The third question is most critical in determining India’s genuinity of intentions in investing or re-investing value in the India-Iran Strategic Partnership. Some apologists for the Indian Government’s change of tack in its foreign policy towards Iran have argued in the past that it was only a tactical ploy. If that was so, then seven years afterwards there should have been visible mid-course corrections to put back the strategic partnership with Iran on an even keel. No indicators are visible of the same. Iran could be excused if it starts perceiving that India’s intentions on policy reversal over Iran under US pressure is strategic in nature and intent and that it is now free to explore alternative strategic partnerships in the region.

Reverting to the main theme of why India virtually jettisoned its much valued India –Iran Strategic Partnership which took decades to forge by weaning away Iran from Pakistan under two different Iranian political dispensations, one analytically is at a loss to understand as to what compelling reasons forced India to adopt such a strategically misguided step? Was it the Indian Prime Minister’s personal decision to move away from Iran or did it emerge from considered institutional advice of the Ministry of External Affairs?

Apologists for the Indian Government would tend to argue that if jettisoning the India-Iran Strategic Partnership was the price that was required to be paid for securing the Indo-US Nuclear Deal from the United States, then it was a small price that was paid.

In support of their contention they argue that the Indo-US Nuclear Deal was a “strategic game-changer for India” and that India was now a de-facto nuclear weapons power and recognised as such. Has anybody certified it as such and rubber-stamped this recognition?

On both counts the above assertions are on weak ground and no tangible gains seem to have accrued to India in the strategic realm.

Rather, India’s succumbing to US coercion on Iran has been ironically the greatest strategic game-changer for India in that in India’s policy reversals on Iran, it is India that emerges as a significant loser. India stands endangered in losing the strategic partnership of the leading and most powerful geostrategically located regional power in South West Asia. India stands also endangered in that its current policy stances on Iran could possibly lower Iran’s amenability to provide India with strategic land-routes access to Afghanistan and Central Asia.

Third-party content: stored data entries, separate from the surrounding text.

use std::path::{Path, PathBuf};

use camelia_core::{
    analyze_song, ApproxMetrics, AssetStore, BackgroundSpec, ColorMask, Ffmpeg, MainClipSpec,
    MediaBackend, MusicVideo, OutputSettings, Platform, Recorder, RenderJob, TextPreset,
    TextTiming, VideoConfig,
};
use clap::{Args, Parser, Subcommand};
use tracing_subscriber::EnvFilter;

fn main() -> camelia_core::Result<()> {
    init_tracing();

    let cli = Cli::parse();

    match cli.command {
        Commands::Render { args, dry_run } => run_job(&args.into_job()?, dry_run),
        Commands::Job { path, dry_run } => run_job(&RenderJob::from_json_file(&path)?, dry_run),
        Commands::Analyze { input, output } => run_analyze(&input, output.as_deref()),
    }
}

fn run_job(job: &RenderJob, dry_run: bool) -> camelia_core::Result<()> {
    tracing::info!(audio = %job.audio.display(), output = %job.output.path.display(), "starting render");

    let backend = Ffmpeg::default();
    backend.ensure_available()?;
    let video = MusicVideo::from_job(job, &backend)?;
    let mut assets = AssetStore::new();
    let layers = video.plan_layers(job, &mut assets, &backend, &ApproxMetrics::default())?;
    let composition = video.compose(layers, job.cut)?;
    let recorder = Recorder::with_ffmpeg(job.output.clone(), backend.ffmpeg.clone());

    if dry_run {
        let args = recorder.command_args(&composition, &job.output.temp_audio_path());
        let line: Vec<String> = args
            .iter()
            .map(|arg| shell_quote(&arg.to_string_lossy()))
            .collect();
        println!("{} {}", backend.ffmpeg.display(), line.join(" "));
        return Ok(());
    }

    recorder.record(&composition)
}

fn run_analyze(input: &Path, output: Option<&Path>) -> camelia_core::Result<()> {
    tracing::info!(?input, ?output, "analysing song");

    let backend = Ffmpeg::default();
    backend.ensure_available()?;
    let song = backend.decode_song(input)?;
    let summary = analyze_song(&song)?;
    let json = serde_json::to_string_pretty(&summary)?;

    match output {
        Some(path) => std::fs::write(path, json)?,
        None => println!("{json}"),
    }
    Ok(())
}

fn shell_quote(arg: &str) -> String {
    if !arg.is_empty()
        && arg
            .chars()
            .all(|c| c.is_ascii_alphanumeric() || "-_./:+=@".contains(c))
    {
        arg.to_string()
    } else {
        format!("'{}'", arg.replace('\'', "'\\''"))
    }
}

fn init_tracing() {
    let _ = tracing_subscriber::fmt()
        .with_env_filter(
            EnvFilter::try_from_default_env().unwrap_or_else(|_| EnvFilter::new("info")),
        )
        .with_writer(std::io::stderr)
        .try_init();
}

#[derive(Parser, Debug)]
#[command(author, version, about = "BPM-synchronised music video generator", long_about = None)]
struct Cli {
    #[command(subcommand)]
    command: Commands,
}

#[derive(Subcommand, Debug)]
enum Commands {
    /// Render a video described by command line flags.
    Render {
        #[command(flatten)]
        args: RenderArgs,
        /// Print the ffmpeg command instead of running it.
        #[arg(long)]
        dry_run: bool,
    },
    /// Render a video described by a JSON job file.
    Job {
        path: PathBuf,
        /// Print the ffmpeg command instead of running it.
        #[arg(long)]
        dry_run: bool,
    },
    /// Detect the tempo of an audio file and report it as JSON.
    Analyze {
        /// Path to the audio file that should be analysed.
        input: PathBuf,
        /// Write the report here instead of stdout.
        output: Option<PathBuf>,
    },
}

#[derive(Args, Debug)]
struct RenderArgs {
    /// Song to put under the video.
    #[arg(long)]
    audio: PathBuf,
    /// Main looping clip.
    #[arg(long)]
    clip: PathBuf,
    /// Output video file.
    #[arg(short, long)]
    output: PathBuf,
    #[arg(long)]
    artist: String,
    #[arg(long)]
    track: String,
    /// Tempo of the song. Detected from the audio when omitted.
    #[arg(long)]
    bpm: Option<f64>,
    /// Tempo of the main clip. When omitted the clip is one perfect loop.
    #[arg(long)]
    video_bpm: Option<f64>,
    /// Beat at which the main clip appears.
    #[arg(long)]
    drop_beats: Option<u32>,
    /// Background clip looped behind the main clip; repeatable.
    #[arg(long = "background")]
    backgrounds: Vec<PathBuf>,
    /// Align background clips to the beat.
    #[arg(long)]
    sync_backgrounds: bool,
    /// Key out this colour from the main clip, as `RRGGBB`.
    #[arg(long, value_parser = parse_hex_color)]
    mask_color: Option<[u8; 3]>,
    #[arg(long, default_value_t = 20)]
    mask_threshold: u8,
    #[arg(long, default_value_t = 10)]
    mask_softness: u8,
    #[arg(long, default_value_t = Platform::Instagram)]
    platform: Platform,
    #[arg(long, default_value_t = 30)]
    fps: u32,
    #[arg(long, default_value_t = TextPreset::Fancy)]
    text_preset: TextPreset,
    #[arg(long, default_value_t = TextTiming::BeforeDrop)]
    text_timing: TextTiming,
    #[arg(long, default_value_t = 0.5)]
    text_width: f64,
    #[arg(long, default_value_t = 1.0)]
    square_prop: f64,
    /// Seconds of crossfade between loops; negative leads into the drop.
    #[arg(long, default_value_t = 0.0, allow_hyphen_values = true)]
    crossfade: f64,
    /// Keep a single loop per beat instead of packing as many as fit.
    #[arg(long)]
    no_optimize_loop: bool,
    #[arg(long)]
    watermark: bool,
    /// Truncate the video to this many seconds.
    #[arg(long)]
    cut: Option<f64>,
    #[arg(long, default_value = "libx264")]
    codec: String,
    #[arg(long, default_value = "aac")]
    audio_codec: String,
}

impl RenderArgs {
    fn into_job(self) -> camelia_core::Result<RenderJob> {
        let video = VideoConfig {
            platform: self.platform,
            fps: self.fps,
            text_preset: self.text_preset,
            text_timing: self.text_timing,
            text_width_prop: self.text_width,
            square_prop: self.square_prop,
            crossfade: self.crossfade,
            optimize_loop: !self.no_optimize_loop,
            watermark: self.watermark,
            ..VideoConfig::default()
        };
        video.validate()?;

        let mut output = OutputSettings::new(self.output);
        output.codec = self.codec;
        output.audio_codec = self.audio_codec;

        let sync = self.sync_backgrounds;
        Ok(RenderJob {
            audio: self.audio,
            music_bpm: self.bpm,
            main_clip: MainClipSpec {
                path: self.clip,
                video_bpm: self.video_bpm,
                mask: self.mask_color.map(|color| ColorMask {
                    color,
                    threshold: self.mask_threshold,
                    softness: self.mask_softness,
                }),
            },
            backgrounds: self
                .backgrounds
                .into_iter()
                .map(|path| BackgroundSpec { path, sync })
                .collect(),
            artist: self.artist,
            track: self.track,
            drop_beats: self.drop_beats,
            cut: self.cut,
            video,
            output,
        })
    }
}

fn parse_hex_color(value: &str) -> Result<[u8; 3], String> {
    let hex = value.trim_start_matches('#');
    if hex.len() != 6 || !hex.chars().all(|c| c.is_ascii_hexdigit()) {
        return Err(format!("`{value}` is not an RRGGBB colour"));
    }
    let channel = |i: usize| u8::from_str_radix(&hex[i..i + 2], 16).map_err(|e| e.to_string());
    Ok([channel(0)?, channel(2)?, channel(4)?])
}

#[cfg(test)]
mod tests {
    use super::*;

    #[test]
    fn parses_render_flags_into_job() {
        let cli = Cli::try_parse_from([
            "camelia",
            "render",
            "--audio",
            "assets/boombap.mp3",
            "--clip",
            "assets/mpc_vid_89bpm.mp4",
            "--output",
            "results/numero13.mp4",
            "--artist",
            "NUMERO 13",
            "--track",
            "Boom bap!",
            "--bpm",
            "91",
            "--video-bpm",
            "87.4",
            "--drop-beats",
            "14",
            "--background",
            "assets/boreal_static.gif",
            "--sync-backgrounds",
            "--mask-color",
            "EBEEE7",
            "--crossfade",
            "-0.5",
            "--cut",
            "30",
        ])
        .unwrap();

        let Commands::Render { args, dry_run } = cli.command else {
            panic!("expected render command");
        };
        assert!(!dry_run);
        let job = args.into_job().unwrap();
        assert_eq!(job.music_bpm, Some(91.0));
        assert_eq!(job.main_clip.video_bpm, Some(87.4));
        assert_eq!(job.main_clip.mask.unwrap().color, [0xEB, 0xEE, 0xE7]);
        assert_eq!(job.drop_beats, Some(14));
        assert!(job.backgrounds[0].sync);
        assert_eq!(job.video.crossfade, -0.5);
        assert!(job.video.optimize_loop);
        assert_eq!(job.output.codec, "libx264");
    }

    #[test]
    fn rejects_unknown_timing_mode() {
        let parsed = Cli::try_parse_from([
            "camelia",
            "render",
            "--audio",
            "a.mp3",
            "--clip",
            "c.mp4",
            "--output",
            "o.mp4",
            "--artist",
            "A",
            "--track",
            "B",
            "--text-timing",
            "sideways",
        ]);
        assert!(parsed.is_err());
    }

    #[test]
    fn hex_colors_parse() {
        assert_eq!(parse_hex_color("#ff0080").unwrap(), [255, 0, 128]);
        assert!(parse_hex_color("red").is_err());
    }

    #[test]
    fn quotes_shell_arguments_with_spaces() {
        assert_eq!(shell_quote("-filter_complex"), "-filter_complex");
        assert_eq!(shell_quote("a b"), "'a b'");
    }
}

Further, with the existing policy, India is in danger of losing both Afghanistan and Iran as India-friendly strategic assets on Pakistan’s western flanks.

More significantly, in global power-play where perceptions determine strategic stances of nations, India with its virtual jettisoning of its strategic partnership with Iran, has grossly diminished its strategic stature as a “reliable strategic partner” immune from coercion from any quarter.